Concerns are growing over the operation of nuclear power plants in Ukraine without concrete agreements between Russia and Ukraine on safety and security, the head of the International Atomic Energy Agency said on Monday, adding that his agency , the UN’s nuclear watchdog, was working urgently to facilitate a meeting with the two sides.
There was no release of radiation, he said, and the agency is remotely monitoring nuclear material there. Still, problems, including personnel and supply problems, have arisen at nuclear power plants in Kharkiv, Mariupol and other places.

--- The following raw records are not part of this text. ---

//! Multi-account training corpus
//!
//! Messages from several mailboxes are pooled into one training set. Unlabelled
//! accounts get bot/human labels from header heuristics; duplicates across
//! accounts are dropped by message id.

use crate::classifier::EnsembleClassifier;
use crate::config::TrainingConfig;
use crate::error::{Result, TriageError};
use crate::features::FeatureExtractor;
use crate::metrics::TrainingMetrics;
use crate::model_store::TrainingMetadata;
use crate::models::{MessageOrigin, RawMessage, SenderStatsMap};
use ndarray::Array2;
use std::collections::{BTreeMap, HashSet};

const MARKETING_SUBJECT_WORDS: &[&str] = &["unsubscribe", "newsletter", "offer", "deal", "discount"];

/// Score threshold at which a message counts as a bot
const BOT_SCORE_THRESHOLD: u32 = 2;

/// Header-based bot/human guess for unlabelled mail
pub fn heuristic_label(message: &RawMessage) -> MessageOrigin {
    let mut score = 0;

    if message.headers.contains("list-unsubscribe") {
        score += 2;
    }
    if message.headers.contains("auto-submitted") {
        score += 2;
    }

    let sender = message.sender.to_lowercase();
    if sender.contains("no-reply") || sender.contains("noreply") {
        score += 1;
    }

    let subject = message.subject.to_lowercase();
    if MARKETING_SUBJECT_WORDS.iter().any(|w| subject.contains(w)) {
        score += 1;
    }

    if score >= BOT_SCORE_THRESHOLD {
        MessageOrigin::Bot
    } else {
        MessageOrigin::Human
    }
}

/// True once enough new feedback labels have accumulated
pub fn needs_retraining(new_feedback_count: usize, config: &TrainingConfig) -> bool {
    new_feedback_count >= config.retrain_threshold
}

#[derive(Debug, Clone)]
struct AccountSamples {
    name: String,
    messages: Vec<RawMessage>,
    labels: Vec<String>,
}

#[derive(Debug, Clone, Default)]
pub struct TrainingCorpus {
    config: TrainingConfig,
    accounts: Vec<AccountSamples>,
    seen_ids: HashSet<String>,
}

/// Feature matrix ready for [`train_unified`]
#[derive(Debug, Clone)]
pub struct TrainingSet {
    pub features: Array2<f64>,
    pub labels: Vec<String>,
    pub feature_names: Vec<String>,
    pub metadata: TrainingMetadata,
}

impl TrainingCorpus {
    pub fn new() -> Self {
        Self::default()
    }

    pub fn with_config(config: TrainingConfig) -> Self {
        Self {
            config,
            ..Self::default()
        }
    }

    /// Add one account's messages and return how many were kept.
    ///
    /// At most `max_per_account` messages are considered; messages whose id
    /// was already seen in any account are skipped. Without `labels`, each
    /// message is labelled by [`heuristic_label`].
    pub fn add_account(
        &mut self,
        name: impl Into<String>,
        messages: Vec<RawMessage>,
        labels: Option<Vec<String>>,
    ) -> Result<usize> {
        let name = name.into();

        let labels = match labels {
            Some(labels) => {
                if labels.len() != messages.len() {
                    return Err(TriageError::LabelCountMismatch {
                        samples: messages.len(),
                        labels: labels.len(),
                    });
                }
                labels
            }
            None => messages
                .iter()
                .map(|m| heuristic_label(m).as_str().to_string())
                .collect(),
        };

        let offered = messages.len();
        let mut kept_messages = Vec::new();
        let mut kept_labels = Vec::new();
        for (message, label) in messages
            .into_iter()
            .zip(labels)
            .take(self.config.max_per_account)
        {
            if self.seen_ids.insert(message.id.clone()) {
                kept_messages.push(message);
                kept_labels.push(label);
            }
        }
        let kept = kept_messages.len();

        tracing::info!(
            "Account {}: kept {} of {} messages",
            name,
            kept,
            offered
        );

        match self.accounts.iter_mut().find(|a| a.name == name) {
            Some(account) => {
                account.messages.extend(kept_messages);
                account.labels.extend(kept_labels);
            }
            None => self.accounts.push(AccountSamples {
                name,
                messages: kept_messages,
                labels: kept_labels,
            }),
        }

        Ok(kept)
    }

    pub fn len(&self) -> usize {
        self.accounts.iter().map(|a| a.messages.len()).sum()
    }

    pub fn is_empty(&self) -> bool {
        self.len() == 0
    }

    pub fn account_names(&self) -> Vec<&str> {
        self.accounts.iter().map(|a| a.name.as_str()).collect()
    }

    pub fn class_distribution(&self) -> BTreeMap<String, usize> {
        let mut distribution = BTreeMap::new();
        for label in self.accounts.iter().flat_map(|a| &a.labels) {
            *distribution.entry(label.clone()).or_insert(0) += 1;
        }
        distribution
    }

    /// Extract features for every pooled message
    pub fn build(
        &self,
        extractor: &FeatureExtractor,
        sender_stats: &SenderStatsMap,
    ) -> Result<TrainingSet> {
        if self.is_empty() {
            return Err(TriageError::EmptyTrainingSet);
        }

        let feature_names = extractor.feature_names().to_vec();
        let n_features = feature_names.len();
        let total = self.len();

        let mut values = Vec::with_capacity(total * n_features);
        let mut labels = Vec::with_capacity(total);
        let mut samples_per_account = BTreeMap::new();

        for account in &self.accounts {
            for message in &account.messages {
                values.extend(extractor.extract(message, sender_stats).to_array().iter().copied());
            }
            labels.extend(account.labels.iter().cloned());
            samples_per_account.insert(account.name.clone(), account.messages.len());
        }

        let features = Array2::from_shape_vec((total, n_features), values)?;

        let metadata = TrainingMetadata {
            accounts_trained: self.accounts.iter().map(|a| a.name.clone()).collect(),
            training_date: None,
            total_samples: total,
            samples_per_account,
            class_distribution: self.class_distribution(),
            feature_count: n_features,
        };

        tracing::info!(
            "Built training set: {} samples from {} accounts",
            total,
            self.accounts.len()
        );
        for (class, count) in &metadata.class_distribution {
            tracing::info!("  {}: {}", class, count);
        }

        Ok(TrainingSet {
            features,
            labels,
            feature_names,
            metadata,
        })
    }
}

/// Fully refit `classifier` on the pooled set and stamp its training date
pub fn train_unified(
    classifier: &mut EnsembleClassifier,
    set: &mut TrainingSet,
    validation_split: f64,
) -> Result<TrainingMetrics> {
    tracing::info!(
        "Training unified model on {} accounts",
        set.metadata.accounts_trained.len()
    );

    let metrics = classifier.fit(
        set.features.view(),
        &set.labels,
        &set.feature_names,
        validation_split,
    )?;
    set.metadata.training_date = Some(metrics.trained_at);

    Ok(metrics)
}

#[cfg(test)]
mod tests {
    use super::*;
    use crate::models::Headers;
    use chrono::{DateTime, FixedOffset};

    fn message(id: &str, sender: &str, subject: &str, headers: &[(&str, &str)]) -> RawMessage {
        RawMessage {
            id: id.to_string(),
            sender: sender.to_string(),
            recipients: vec!["me@example.com".to_string()],
            subject: subject.to_string(),
            body_text: "Hello".to_string(),
            body_html: None,
            headers: headers.iter().map(|(k, v)| (*k, *v)).collect::<Headers>(),
            received_at: DateTime::<FixedOffset>::parse_from_rfc3339("2025-03-04T10:00:00+00:00")
                .unwrap(),
            labels: None,
            thread_id: None,
        }
    }

    fn newsletter(id: &str) -> RawMessage {
        message(
            id,
            "noreply@shop.com",
            "Weekly newsletter",
            &[("List-Unsubscribe", "<mailto:u@shop.com>")],
        )
    }

    fn personal(id: &str) -> RawMessage {
        message(id, "alice@example.com", "Lunch?", &[])
    }

    #[test]
    fn test_heuristic_label() {
        assert_eq!(heuristic_label(&newsletter("a")), MessageOrigin::Bot);
        assert_eq!(heuristic_label(&personal("b")), MessageOrigin::Human);

        // Auto-Submitted alone reaches the threshold
        let auto = message("c", "alice@example.com", "Out of office", &[("Auto-Submitted", "auto-replied")]);
        assert_eq!(heuristic_label(&auto), MessageOrigin::Bot);

        // One weak signal each is still enough together
        let weak = message("d", "no-reply@bank.com", "A special offer", &[]);
        assert_eq!(heuristic_label(&weak), MessageOrigin::Bot);

        let single = message("e", "no-reply@bank.com", "Statement ready", &[]);
        assert_eq!(heuristic_label(&single), MessageOrigin::Human);
    }

    #[test]
    fn test_needs_retraining() {
        let config = TrainingConfig::default();
        assert!(!needs_retraining(49, &config));
        assert!(needs_retraining(50, &config));
    }

    #[test]
    fn test_add_account_dedups_across_accounts() {
        let mut corpus = TrainingCorpus::new();
        let kept = corpus
            .add_account("work", vec![newsletter("1"), personal("2")], None)
            .unwrap();
        assert_eq!(kept, 2);

        let kept = corpus
            .add_account("home", vec![personal("2"), personal("3")], None)
            .unwrap();
        assert_eq!(kept, 1);

        assert_eq!(corpus.len(), 3);
        assert_eq!(corpus.account_names(), vec!["work", "home"]);
        assert_eq!(corpus.class_distribution()["human"], 2);
        assert_eq!(corpus.class_distribution()["bot"], 1);
    }

    #[test]
    fn test_add_account_respects_cap() {
        let mut corpus = TrainingCorpus::with_config(TrainingConfig {
            max_per_account: 2,
            ..TrainingConfig::default()
        });
        let messages = (0..5).map(|i| personal(&i.to_string())).collect();
        assert_eq!(corpus.add_account("a", messages, None).unwrap(), 2);
    }

    #[test]
    fn test_add_account_label_mismatch() {
        let mut corpus = TrainingCorpus::new();
        let result = corpus.add_account("a", vec![personal("1")], Some(vec![]));
        assert!(matches!(
            result,
            Err(TriageError::LabelCountMismatch {
                samples: 1,
                labels: 0
            })
        ));
        assert!(corpus.is_empty());
    }

    #[test]
    fn test_explicit_labels_are_kept() {
        let mut corpus = TrainingCorpus::new();
        corpus
            .add_account(
                "a",
                vec![newsletter("1"), personal("2")],
                Some(vec!["archive".to_string(), "critical".to_string()]),
            )
            .unwrap();
        let distribution = corpus.class_distribution();
        assert_eq!(distribution["archive"], 1);
        assert_eq!(distribution["critical"], 1);
    }

    #[test]
    fn test_build_training_set() {
        let mut corpus = TrainingCorpus::new();
        corpus
            .add_account("work", vec![newsletter("1"), personal("2")], None)
            .unwrap();
        corpus.add_account("home", vec![personal("3")], None).unwrap();

        let extractor = FeatureExtractor::default();
        let set = corpus.build(&extractor, &SenderStatsMap::new()).unwrap();

        assert_eq!(set.features.dim(), (3, extractor.feature_count()));
        assert_eq!(set.labels, vec!["bot", "human", "human"]);
        assert_eq!(set.feature_names, extractor.feature_names());
        assert_eq!(set.metadata.total_samples, 3);
        assert_eq!(set.metadata.samples_per_account["work"], 2);
        assert_eq!(set.metadata.feature_count, extractor.feature_count());
        assert!(set.metadata.training_date.is_none());

        let unsubscribe = set
            .feature_names
            .iter()
            .position(|n| n == "has_list_unsubscribe")
            .unwrap();
        assert_eq!(set.features[[0, unsubscribe]], 1.0);
        assert_eq!(set.features[[1, unsubscribe]], 0.0);
    }

    #[test]
    fn test_build_empty_corpus() {
        let corpus = TrainingCorpus::new();
        assert!(matches!(
            corpus.build(&FeatureExtractor::default(), &SenderStatsMap::new()),
            Err(TriageError::EmptyTrainingSet)
        ));
    }
}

If factories cannot access equipment, normal operations could be difficult to maintain.
“We shouldn’t waste any time,” the agency’s director general, Rafael Mariano Grossi, told reporters in Vienna on Monday, adding that the agency was receiving reports from Ukraine’s nuclear regulator. “Almost every day there is a new episode.”
“All of these are indications – more than indications, confirmations – that we cannot go on like this,” Grossi said. “There must be a clear understanding and clear commitments not to approach nuclear installations when it comes to military operations.”
Russian representatives rejected an initial offer by the agency to meet at the Chernobyl nuclear power plant, Grossi said, adding that the agency was communicating with Ukrainian representatives. He said the agency had not ruled out sending support staff to factories.
The agency said on Sunday that according to Ukraine, the Zaporizhzhia nuclear power plant – the largest in Europe – was under the control of Russian forces, although its regular staff were still on site. He said he was “seriously concerned” by Ukrainian reports that management of the plant was subject to the approval of a Russian commander and that communications with staff were unreliable.
Operations are safe, Mr Grossi said, “but there are many, many questions about the ability to sustain this for much longer if we don’t support it in some way.”